Mondo
Consumi mondiali di olio d'oliva stabili
Il COI diffonde i dati sui consumi di olio di oliva nel 2015/16 e le stime per la campagna olearia appena iniziata. Gli aumenti più significativi nei paesi del nord Africa. Brutte notizie, invece, da Brasile e Giappone
02 dicembre 2016 | T N
Il Consiglio oleicolo internazionale ha stimato in 2,95 milioni di tonnellate i consumi mondiali di olio d'oliva nella campagna 2015/16 appena conclusa, con un aumento dell'1% rispetto alla scorsa annata.
E nella prossima cosa ci aspetta? Secondo il COI i consumi si fermeranno poco sopra i 2,9 milioni di tonnellate, con un calo dell'1% rispetto al 2015/16.
Sostanzialmente, quindi, in queste due annate i consumi mondiali di olio d'oliva rimarranno stabili.

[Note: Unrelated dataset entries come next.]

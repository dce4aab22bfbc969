//! Utility functions and helper methods for the game server.
//!
//! This module provides convenient factory functions and utilities
//! for creating server instances with different configurations.

use crate::{config::ServerConfig, server::GameServer};

/// Creates a new game server with default configuration.
/// 
/// This is a convenience function for quickly setting up a server
/// with sensible defaults for development and testing.
/// 
/// # Returns
/// 
/// A new `GameServer` instance configured with default settings.
/// 
/// # Example
/// 
/// ```rust
/// # #[tokio::main]
/// # async fn main() {
/// use game_server::create_server;
/// 
/// let server = create_server();
/// # }
/// ```
pub fn create_server() -> GameServer {
    GameServer::new(ServerConfig::default())
}

/// Creates a new game server with custom configuration.
/// 
/// This function allows full customization of server behavior
/// through the provided configuration object.
/// 
/// # Arguments
/// 
/// * `config` - A `ServerConfig` instance with desired settings
/// 
/// # Returns
/// 
/// A new `GameServer` instance configured with the provided settings.
/// 
/// # Example
/// 
/// ```rust
/// # #[tokio::main]
/// # async fn main() {
/// use game_server::{create_server_with_config, ServerConfig};
/// use std::net::SocketAddr;
/// 
/// let config = ServerConfig {
///     bind_address: "0.0.0.0:9000".parse().unwrap(),
///     max_connections: 5000,
///     ..Default::default()
/// };
/// 
/// let server = create_server_with_config(config);
/// # }
/// ```
pub fn create_server_with_config(config: ServerConfig) -> GameServer {
    GameServer::new(config)
}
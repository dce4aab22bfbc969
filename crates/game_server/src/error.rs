//! Error types and handling for the game server.
//!
//! This module defines the error types that can occur during server operations,
//! providing clear categorization of different failure modes.

/// Enumeration of possible server errors.
/// 
/// Categorizes errors into network-related and internal server errors
/// to help with debugging and error handling.
#[derive(Debug, thiserror::Error)]
pub enum ServerError {
    /// Network-related errors such as binding failures or connection issues
    #[error("Network error: {0}")]
    Network(String),
    
    /// Internal server errors including plugin failures and event system issues
    #[error("Internal error: {0}")]
    Internal(String),
}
//! Asynchronous logging system with dedicated thread.
//!
//! This module provides a non-blocking logging system that offloads log processing
//! to a dedicated thread, preventing main/hot threads from being blocked by stdout speed.

use crate::context::LogLevel;
use std::sync::Arc;
use tokio::sync::mpsc;
use tracing::{debug, error, info, trace, warn};

/// Log message sent to the dedicated logging thread.
#[derive(Debug, Clone)]
pub struct LogMessage {
    pub level: LogLevel,
    pub message: String,
    pub target: Option<String>,
}

/// Asynchronous logging handle for non-blocking log operations.
#[derive(Debug, Clone)]
pub struct AsyncLogger {
    sender: mpsc::UnboundedSender<LogMessage>,
}

impl AsyncLogger {
    /// Creates a new async logger with a dedicated background thread.
    /// 
    /// Returns the logger handle and spawns a background task that processes
    /// log messages without blocking the caller.
    pub fn new() -> Self {
        let (sender, mut receiver) = mpsc::unbounded_channel::<LogMessage>();
        
        // Spawn dedicated logging task
        tokio::spawn(async move {
            while let Some(log_msg) = receiver.recv().await {
                Self::write_log(log_msg);
            }
            
            // Process any remaining messages before shutdown
            while let Ok(log_msg) = receiver.try_recv() {
                Self::write_log(log_msg);
            }
        });
        
        Self { sender }
    }
    
    /// Log a message asynchronously without blocking the caller.
    /// 
    /// This method immediately returns after queuing the message for processing
    /// by the dedicated logging thread.
    pub fn log(&self, level: LogLevel, message: &str) {
        self.log_with_target(level, message, None);
    }
    
    /// Log a message with a specific target asynchronously.
    /// 
    /// The target can be used to categorize log messages (e.g., "plugin", "network").
    pub fn log_with_target(&self, level: LogLevel, message: &str, target: Option<&str>) {
        let log_msg = LogMessage {
            level,
            message: message.to_string(),
            target: target.map(|t| t.to_string()),
        };
        
        // Use try_send to avoid blocking if the channel is full
        // In high-load scenarios, we prefer to drop log messages rather than block
        if let Err(_) = self.sender.send(log_msg) {
            // Logger has been dropped or channel is closed
            // In production, we might want to fall back to synchronous logging
            eprintln!("Warning: Async logger unavailable, log message dropped");
        }
    }
    
    /// Internal method to write log messages using tracing.
    /// 
    /// This runs on the dedicated logging thread and performs the actual
    /// I/O operations without blocking other threads.
    fn write_log(log_msg: LogMessage) {
        let message = if let Some(target) = &log_msg.target {
            format!("{}: {}", target, log_msg.message)
        } else {
            log_msg.message
        };
        
        match log_msg.level {
            LogLevel::Error => error!("{}", message),
            LogLevel::Warn => warn!("{}", message),
            LogLevel::Info => info!("{}", message),
            LogLevel::Debug => debug!("{}", message),
            LogLevel::Trace => trace!("{}", message),
        }
    }
    
    /// Creates a logger handle that can be safely shared across threads.
    pub fn shared() -> Arc<Self> {
        Arc::new(Self::new())
    }
}

/// Global async logger instance for use throughout the application.
/// 
/// This provides a singleton pattern for the async logger while maintaining
/// thread safety and avoiding the overhead of multiple logging threads.
static GLOBAL_LOGGER: std::sync::OnceLock<Arc<AsyncLogger>> = std::sync::OnceLock::new();

/// Initialize the global async logger.
/// 
/// This should be called once during application startup to set up the
/// dedicated logging thread.
pub fn init_global_async_logger() {
    GLOBAL_LOGGER.get_or_init(|| AsyncLogger::shared());
}

/// Get the global async logger instance.
/// 
/// Returns the shared logger instance, initializing it if not already done.
/// This is safe to call from multiple threads concurrently.
pub fn global_async_logger() -> Arc<AsyncLogger> {
    GLOBAL_LOGGER
        .get_or_init(|| AsyncLogger::shared())
        .clone()
}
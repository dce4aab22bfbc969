//! Message handling and routing for client-server communication.
//!
//! This module provides the infrastructure for parsing, routing, and handling
//! messages between clients and the server plugin system.

pub mod router;
pub mod types;

pub use router::route_client_message;
pub use types::ClientMessage;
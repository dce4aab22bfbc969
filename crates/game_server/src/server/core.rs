//! Core game server implementation.
//!
//! This module contains the main `GameServer` struct and its implementation,
//! providing the central orchestration of all server components including
//! event systems, plugin management, and GORC infrastructure.

use crate::{
    config::ServerConfig,
    connection::{Authenticator, ConnectionManager, GameServerResponseSender, NoThirdPartyVerifier},
    error::ServerError,
    security::rate_limiter::RateLimiter,
    server::handlers::handle_connection,
    world::{
        aoi::AOIManager,
        broadcaster::{BroadcastManager, OptimizedBroadcaster},
        character_selection::CharacterSelection,
        character_store::InMemoryCharacterStore,
        entities::{EntityRegistry, WorldPosition},
        event_bridge::EventBridge,
        face_direction::FaceDirectionManager,
        handshake::{ConnectionHandler, SessionRegistry},
        movement::MovementManager,
        position_validator::PositionValidator,
        terrain::{FlatTerrain, TerrainHeightSource},
        throttle::{tiers_from_config, UpdateThrottler},
        tick::TickLoop,
        trading::TradingSystem,
        CharacterStore,
    },
};
use plugin_system::PluginManager;
use futures::stream::{FuturesUnordered, StreamExt as FuturesStreamExt};
use horizon_event_system::{
    current_timestamp, EventSystem, GorcManager, MulticastManager,
    PlayerConnectedEvent, PlayerDisconnectedEvent, RegionId, RegionStartedEvent, SpatialPartition,
    SubscriptionManager, AuthenticationStatusSetEvent, AuthenticationStatusGetEvent, 
    AuthenticationStatusGetResponseEvent, AuthenticationStatusChangedEvent, ShutdownState,
};
use horizon_sockets::SocketBuilder;
use std::sync::Arc;
use tokio::sync::broadcast;
use tokio::time::{interval, Duration};
use tracing::{error, info, trace, warn, debug};
use bug::bug_with_handle;

#[cfg(any(target_os = "linux", target_os = "android", target_os = "freebsd", target_os = "openbsd", target_os = "netbsd", target_os = "dragonfly", target_os = "macos"))]
use std::os::fd::AsRawFd;

fn now_epoch_ms() -> u64 {
    std::time::SystemTime::now()
        .duration_since(std::time::UNIX_EPOCH)
        .map(|d| d.as_millis() as u64)
        .unwrap_or(0)
}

Una stabilità nei volumi totali, però, non significa che le dinamiche siano altrettanto stabili nei singoli paesi.

Nel 2015/16 i consumi all'interno dell'Unione europea sono stati pari a 1,618 milioni di tonnellate, con un piccolo incremento +1% (pari a 14 mila tonnellate) rispetto all'annata precendente. In Europa, a fronte degli incrementi di consumi in Grecia (+8%), Spagna e Italia (+2% in entrambi i casi), si è assistito a una diminuzione del 4% in Francia. Gli aumenti più considerevoli dei consumi, in percentuale + 20%, si sono avuti in Croazia, Slovenia e Cipro.
Fuori dai confini europei e nei paesi aderenti al COI i consumi hanno avuto un'impennata ben maggiore, +7%. Gli incrementi maggiori si sono registrati nei paesi del nord Africa come Algeria (+25%), Egitto (+20%), Tunisia (+17%) e Libia (+16%). Buone anche le performance di crescita in Medio Oriente con un +33% per l'Iran, il +11% del Libano e il +4% della Giordania.
Decrescite dei consumi, invece, sono stati registrati in Albania (-4%), Israele (-3%) e Turchia (-1%).
Tra i paesi non aderenti al COI i maggiori incrementi dei consumi sono stati registrati in Cina (+16%), Canada (+9%), Stati Uniti e Australia (+5% ciascuno) e Russia (+3%).
Brutte notizie invece dal Giappone (-8%) e soprattutto dal Brasile (-25%). E' però atteso un ritorno in positivo dei consumi in Giappone vista la campagna promozionale avviata dal COIO qualche mese fa.